- _YOUR OBJECTIVE_:
From the entries provided below, copy each line that contains the word "application".

== Segment start ==

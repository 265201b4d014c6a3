// Copyright 2025 Schelling Point Labs Inc
// SPDX-License-Identifier: AGPL-3.0-only

//! GitHub organization client

use crate::auth::Secret;
use crate::error::{UpstreamError, UpstreamResult, UpstreamService};
use crate::http::{build_http_client, check_base_url, decode, endpoint, status_error, transport_error};
use crate::source::SourceClient;
use async_trait::async_trait;
use chrono::{TimeZone, Utc};
use orgsync_domain_types::{RateLimitStatus, RepositorySummary};
use reqwest::{Response, StatusCode};
use serde::Deserialize;
use std::collections::BTreeSet;
use std::time::Duration;
use tracing::{debug, warn};
use url::Url;

const SERVICE: UpstreamService = UpstreamService::Github;
const PER_PAGE: usize = 100;
const MAX_PAGES: u32 = 1_000;
const API_VERSION: &str = "2022-11-28";

pub const DEFAULT_API_URL: &str = "https://api.github.com";

/// Connection settings for [`GithubClient`]
#[derive(Debug, Clone)]
pub struct GithubConfig {
    pub api_url: Url,
    pub organization: String,
    pub token: Secret,
    pub timeout: Duration,
}

#[derive(Debug, Deserialize)]
struct GithubRepository {
    name: String,
    #[serde(default)]
    archived: bool,
    #[serde(default)]
    disabled: bool,
}

impl From<GithubRepository> for RepositorySummary {
    fn from(repo: GithubRepository) -> Self {
        RepositorySummary::new(repo.name, !repo.archived && !repo.disabled)
    }
}

#[derive(Debug, Deserialize)]
struct GithubContributor {
    // Anonymous contributors come back without a login.
    login: Option<String>,
}

#[derive(Debug, Deserialize)]
struct GithubRateLimit {
    resources: GithubRateResources,
}

#[derive(Debug, Deserialize)]
struct GithubRateResources {
    core: GithubRateBucket,
}

#[derive(Debug, Deserialize)]
struct GithubRateBucket {
    limit: u64,
    remaining: u64,
    #[serde(default)]
    used: u64,
    reset: i64,
}

/// REST v3 client scoped to one organization
#[derive(Debug, Clone)]
pub struct GithubClient {
    http: reqwest::Client,
    api_url: Url,
    organization: String,
    token: Secret,
}

impl GithubClient {
    pub fn new(config: GithubConfig) -> UpstreamResult<Self> {
        check_base_url(SERVICE, &config.api_url)?;
        Ok(Self {
            http: build_http_client(SERVICE, config.timeout)?,
            api_url: config.api_url,
            organization: config.organization,
            token: config.token,
        })
    }

    fn repo_url(&self, repo_name: &str, rest: &[&str]) -> Url {
        let mut segments = vec!["repos", self.organization.as_str(), repo_name];
        segments.extend_from_slice(rest);
        endpoint(&self.api_url, &segments)
    }

    async fn send(&self, url: Url) -> UpstreamResult<Response> {
        debug!(url = %url, "GitHub request");
        self.http
            .get(url)
            .header(reqwest::header::ACCEPT, "application/vnd.github+json")
            .header("X-GitHub-Api-Version", API_VERSION)
            .bearer_auth(self.token.expose())
            .send()
            .await
            .map_err(|e| transport_error(SERVICE, e))
    }

    /// Walk `per_page`/`page` pagination until a short page
    ///
    /// `empty_on` lists statuses that mean "nothing here" rather than an error.
    /// A listing still returning full pages after `MAX_PAGES` is an error, not
    /// a silently truncated result.
    async fn get_all_pages<T>(&self, base: Url, empty_on: &[StatusCode]) -> UpstreamResult<Vec<T>>
    where
        T: serde::de::DeserializeOwned,
    {
        let mut items = Vec::new();
        for page in 1..=MAX_PAGES {
            let mut url = base.clone();
            url.query_pairs_mut()
                .append_pair("per_page", &PER_PAGE.to_string())
                .append_pair("page", &page.to_string());

            let response = self.send(url).await?;
            let status = response.status();
            if empty_on.contains(&status) {
                return Ok(items);
            }
            if !status.is_success() {
                return Err(status_error(SERVICE, &response));
            }

            let batch: Vec<T> = decode(SERVICE, response).await?;
            let len = batch.len();
            items.extend(batch);
            if len < PER_PAGE {
                return Ok(items);
            }
        }

        warn!(url = %base, pages = MAX_PAGES, "listing did not end within the page limit");
        Err(UpstreamError::invalid_response(
            SERVICE,
            format!("{base} still returned full pages after {MAX_PAGES} pages"),
        ))
    }
}

#[async_trait]
impl SourceClient for GithubClient {
    async fn list_repositories(&self) -> UpstreamResult<Vec<RepositorySummary>> {
        let url = endpoint(&self.api_url, &["orgs", self.organization.as_str(), "repos"]);
        let repos: Vec<GithubRepository> = self.get_all_pages(url, &[]).await?;
        debug!(
            organization = %self.organization,
            count = repos.len(),
            "listed organization repositories"
        );
        Ok(repos.into_iter().map(RepositorySummary::from).collect())
    }

    async fn get_repository(&self, repo_name: &str) -> UpstreamResult<Option<RepositorySummary>> {
        let response = self.send(self.repo_url(repo_name, &[])).await?;
        match response.status() {
            StatusCode::NOT_FOUND => Ok(None),
            status if status.is_success() => {
                let repo: GithubRepository = decode(SERVICE, response).await?;
                Ok(Some(repo.into()))
            }
            _ => Err(status_error(SERVICE, &response)),
        }
    }

    async fn list_contributors(&self, repo_name: &str) -> UpstreamResult<BTreeSet<String>> {
        let url = self.repo_url(repo_name, &["contributors"]);
        // 204 is what GitHub answers for a repository without commits.
        let contributors: Vec<GithubContributor> = self
            .get_all_pages(url, &[StatusCode::NO_CONTENT, StatusCode::NOT_FOUND])
            .await?;
        Ok(contributors.into_iter().filter_map(|c| c.login).collect())
    }

    async fn has_automation(&self, repo_name: &str) -> UpstreamResult<bool> {
        let url = self.repo_url(repo_name, &["contents", ".github", "workflows"]);
        let response = self.send(url).await?;
        match response.status() {
            StatusCode::NOT_FOUND => Ok(false),
            status if status.is_success() => {
                // A file at this path instead of a directory fails to decode.
                let entries: Vec<serde_json::Value> = decode(SERVICE, response).await?;
                Ok(!entries.is_empty())
            }
            _ => Err(status_error(SERVICE, &response)),
        }
    }

    async fn rate_limit(&self) -> UpstreamResult<RateLimitStatus> {
        let response = self.send(endpoint(&self.api_url, &["rate_limit"])).await?;
        if !response.status().is_success() {
            return Err(status_error(SERVICE, &response));
        }
        let body: GithubRateLimit = decode(SERVICE, response).await?;
        let core = body.resources.core;
        let resets_at = Utc.timestamp_opt(core.reset, 0).single().ok_or_else(|| {
            UpstreamError::invalid_response(SERVICE, format!("invalid reset epoch {}", core.reset))
        })?;

        Ok(RateLimitStatus {
            limit: core.limit,
            remaining: core.remaining,
            used: core.used,
            resets_at,
        })
    }
}
// Copyright 2025 Schelling Point Labs Inc
// SPDX-License-Identifier: AGPL-3.0-only

//! Domain types for orgsync
//!
//! This crate contains the types shared by the upstream clients, the
//! repository store, the synchronizer and the REST API. They carry no
//! behaviour beyond small derived views.

pub mod rate_limit;
pub mod repository;
pub mod sync;

// Re-export commonly used types
pub use rate_limit::*;
pub use repository::*;
pub use sync::*;
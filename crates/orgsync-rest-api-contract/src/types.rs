// Copyright 2025 Schelling Point Labs Inc
// SPDX-License-Identifier: AGPL-3.0-only

//! Request and response bodies

use chrono::{DateTime, Utc};
use serde::{Deserialize, Serialize};
use std::collections::BTreeMap;
use validator::Validate;

/// Query parameters for `POST /github/sync`
#[derive(Debug, Clone, Default, PartialEq, Eq, Serialize, Deserialize, Validate)]
#[cfg_attr(feature = "utoipa", derive(utoipa::ToSchema))]
pub struct SyncQuery {
    /// Repositories processed concurrently; server default when absent
    #[validate(range(min = 1, max = 50))]
    #[serde(skip_serializing_if = "Option::is_none")]
    pub batch_size: Option<u32>,
}

/// Result of the catalog connectivity diagnostic
#[derive(Debug, Clone, Copy, PartialEq, Eq, Serialize, Deserialize)]
#[cfg_attr(feature = "utoipa", derive(utoipa::ToSchema))]
pub struct PingResponse {
    pub reachable: bool,
}

#[derive(Debug, Clone, Copy, PartialEq, Eq, Serialize, Deserialize)]
#[cfg_attr(feature = "utoipa", derive(utoipa::ToSchema))]
#[serde(rename_all = "lowercase")]
pub enum HealthStatus {
    Healthy,
    Unhealthy,
}

#[derive(Debug, Clone, PartialEq, Eq, Serialize, Deserialize)]
#[cfg_attr(feature = "utoipa", derive(utoipa::ToSchema))]
pub struct ServiceHealth {
    pub status: HealthStatus,
    #[serde(skip_serializing_if = "Option::is_none")]
    pub error: Option<String>,
}

impl ServiceHealth {
    pub fn healthy() -> Self {
        Self {
            status: HealthStatus::Healthy,
            error: None,
        }
    }

    pub fn unhealthy(error: impl Into<String>) -> Self {
        Self {
            status: HealthStatus::Unhealthy,
            error: Some(error.into()),
        }
    }
}

/// Health check response
///
/// `status` is `unhealthy` as soon as any service is.
#[derive(Debug, Clone, PartialEq, Eq, Serialize, Deserialize)]
#[cfg_attr(feature = "utoipa", derive(utoipa::ToSchema))]
pub struct HealthResponse {
    pub status: HealthStatus,
    pub services: BTreeMap<String, ServiceHealth>,
    #[cfg_attr(feature = "utoipa", schema(value_type = String, format = DateTime))]
    pub timestamp: DateTime<Utc>,
}

impl HealthResponse {
    pub fn from_services(services: BTreeMap<String, ServiceHealth>, timestamp: DateTime<Utc>) -> Self {
        let status = if services.values().all(|s| s.status == HealthStatus::Healthy) {
            HealthStatus::Healthy
        } else {
            HealthStatus::Unhealthy
        };
        Self {
            status,
            services,
            timestamp,
        }
    }
}

/// Version response
#[derive(Debug, Clone, PartialEq, Eq, Serialize, Deserialize)]
#[cfg_attr(feature = "utoipa", derive(utoipa::ToSchema))]
pub struct VersionResponse {
    pub version: String,
    pub build_info: BuildInfo,
}

/// Build information
#[derive(Debug, Clone, PartialEq, Eq, Serialize, Deserialize)]
#[cfg_attr(feature = "utoipa", derive(utoipa::ToSchema))]
pub struct BuildInfo {
    pub git_commit: Option<String>,
    pub build_date: Option<String>,
}

#[cfg(test)]
mod tests {
    use super::*;

    #[test]
    fn one_unhealthy_service_makes_the_whole_unhealthy() {
        let mut services = BTreeMap::new();
        services.insert("store".to_string(), ServiceHealth::healthy());
        let healthy = HealthResponse::from_services(services.clone(), Utc::now());
        assert_eq!(healthy.status, HealthStatus::Healthy);

        services.insert("github".to_string(), ServiceHealth::unhealthy("no token"));
        let unhealthy = HealthResponse::from_services(services, Utc::now());
        assert_eq!(unhealthy.status, HealthStatus::Unhealthy);

        let json = serde_json::to_value(&unhealthy).unwrap();
        assert_eq!(json["status"], "unhealthy");
        assert_eq!(json["services"]["github"]["error"], "no token");
        assert!(json["services"]["store"].get("error").is_none());
    }
}
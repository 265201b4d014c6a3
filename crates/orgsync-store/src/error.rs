// Copyright 2025 Schelling Point Labs Inc
// SPDX-License-Identifier: AGPL-3.0-only

use orgsync_domain_types::SyncFailureKind;
use thiserror::Error;

pub type StoreResult<T> = Result<T, StoreError>;

#[derive(Debug, Error)]
pub enum StoreError {
    #[error("document store error: {0}")]
    Mongo(#[from] mongodb::error::Error),

    /// A stored document could not be mapped to a record
    #[error("stored document for '{name}' is malformed: {message}")]
    Serialization { name: String, message: String },

    #[error("document store unavailable: {0}")]
    Unavailable(String),
}

impl StoreError {
    /// Every store failure surfaces as a write failure for the affected record
    pub fn failure_kind(&self) -> SyncFailureKind {
        SyncFailureKind::StoreWriteFailure
    }
}
// Copyright 2025 Schelling Point Labs Inc
// SPDX-License-Identifier: AGPL-3.0-only

use crate::error::StoreResult;
use async_trait::async_trait;
use orgsync_domain_types::RepositoryRecord;

/// Keyed collection of repository records
///
/// Each call is atomic for the single document it touches; nothing spans
/// several records. Implementations must be safe for concurrent upserts to
/// different names interleaved with reads.
#[async_trait]
pub trait RepositoryStore: Send + Sync {
    /// Insert the record, or replace every field of the record with the same name
    async fn upsert(&self, record: &RepositoryRecord) -> StoreResult<()>;

    /// Every stored record, sorted by name
    async fn list_all(&self) -> StoreResult<Vec<RepositoryRecord>>;

    /// Names of records with `is_active == true`, sorted
    async fn list_active_names(&self) -> StoreResult<Vec<String>>;

    async fn get(&self, name: &str) -> StoreResult<Option<RepositoryRecord>>;

    /// Round-trip to the backend for health checks
    async fn ping(&self) -> StoreResult<()>;
}
// Copyright 2025 Schelling Point Labs Inc
// SPDX-License-Identifier: AGPL-3.0-only

//! Main server implementation

use crate::config::ServerConfig;
use crate::dependencies::DefaultServerDependencies;
use crate::error::{ServerError, ServerResult};
use crate::handlers;
use crate::state::AppState;
use axum::{
    http::{header, HeaderValue, Method},
    routing::{get, post},
    Router,
};
use std::net::SocketAddr;
use tower::ServiceBuilder;
use tower_http::{
    cors::{AllowOrigin, Any, CorsLayer},
    request_id::{MakeRequestUuid, PropagateRequestIdLayer, SetRequestIdLayer},
    trace::TraceLayer,
};
use tracing::{info, warn};

/// REST API server
pub struct Server {
    config: ServerConfig,
    app: Router,
}

impl Server {
    /// Create a new server instance
    pub async fn new(config: ServerConfig) -> ServerResult<Self> {
        let state = DefaultServerDependencies::new(config.clone()).await?.into_state();
        Ok(Self::with_state(config, state))
    }

    /// Construct a server from an already-built app state (used for custom dependencies)
    pub fn with_state(config: ServerConfig, state: AppState) -> Self {
        let app = Self::build_app(state, &config);
        Self { config, app }
    }

    /// The routed application, for driving requests without a socket
    pub fn router(&self) -> Router {
        self.app.clone()
    }

    /// Build the Axum application with routes and middleware
    fn build_app(state: AppState, config: &ServerConfig) -> Router {
        let middleware_stack = ServiceBuilder::new()
            .layer(SetRequestIdLayer::x_request_id(MakeRequestUuid))
            .layer(PropagateRequestIdLayer::x_request_id())
            .layer(TraceLayer::new_for_http())
            .layer(cors_layer(&config.cors_origins));

        Router::new()
            .route("/github", get(handlers::github::list_repositories))
            .route("/github/", get(handlers::github::list_repositories))
            .route(
                "/github/active-repositories",
                get(handlers::github::list_active_repositories),
            )
            .route("/github/sync", post(handlers::github::sync_repositories))
            .route(
                "/github/sync/:repository_name",
                post(handlers::github::sync_repository),
            )
            .route("/github/test", get(handlers::github::test_catalog))
            .route("/github/rate-limit", get(handlers::github::rate_limit))
            .route("/health", get(handlers::health::health_check))
            .route("/health/", get(handlers::health::health_check))
            .route("/version", get(handlers::health::version))
            .route("/openapi.json", get(handlers::openapi::openapi_spec))
            .with_state(state)
            .layer(middleware_stack)
    }

    /// Run the server until Ctrl-C
    pub async fn run(self) -> ServerResult<()> {
        let addr = self.config.bind_addr;
        info!("Starting server on {}", addr);

        let listener = tokio::net::TcpListener::bind(addr).await?;
        axum::serve(listener, self.app)
            .with_graceful_shutdown(shutdown_signal())
            .await
            .map_err(|err| ServerError::Internal(format!("REST server error: {err}")))?;

        info!("Server stopped");
        Ok(())
    }

    /// Get the bind address
    pub fn addr(&self) -> SocketAddr {
        self.config.bind_addr
    }
}

fn cors_layer(origins: &[String]) -> CorsLayer {
    let layer = CorsLayer::new()
        .allow_methods([Method::GET, Method::POST])
        .allow_headers([header::AUTHORIZATION, header::CONTENT_TYPE]);

    if origins.iter().any(|origin| origin == "*") {
        return layer.allow_origin(Any);
    }

    let allowed: Vec<HeaderValue> = origins
        .iter()
        .filter_map(|origin| match HeaderValue::from_str(origin) {
            Ok(value) => Some(value),
            Err(_) => {
                warn!(origin = %origin, "ignoring invalid CORS origin");
                None
            }
        })
        .collect();
    layer.allow_origin(AllowOrigin::list(allowed))
}

async fn shutdown_signal() {
    if let Err(err) = tokio::signal::ctrl_c().await {
        warn!("failed to listen for shutdown signal: {err}");
        std::future::pending::<()>().await;
    }
    info!("Shutdown signal received");
}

== Segment end ==

- _EXERCISE OUTPUT_:
            .header(reqwest::header::ACCEPT, "application/vnd.github+json")
    /// The routed application, for driving requests without a socket
    /// Build the Axum application with routes and middleware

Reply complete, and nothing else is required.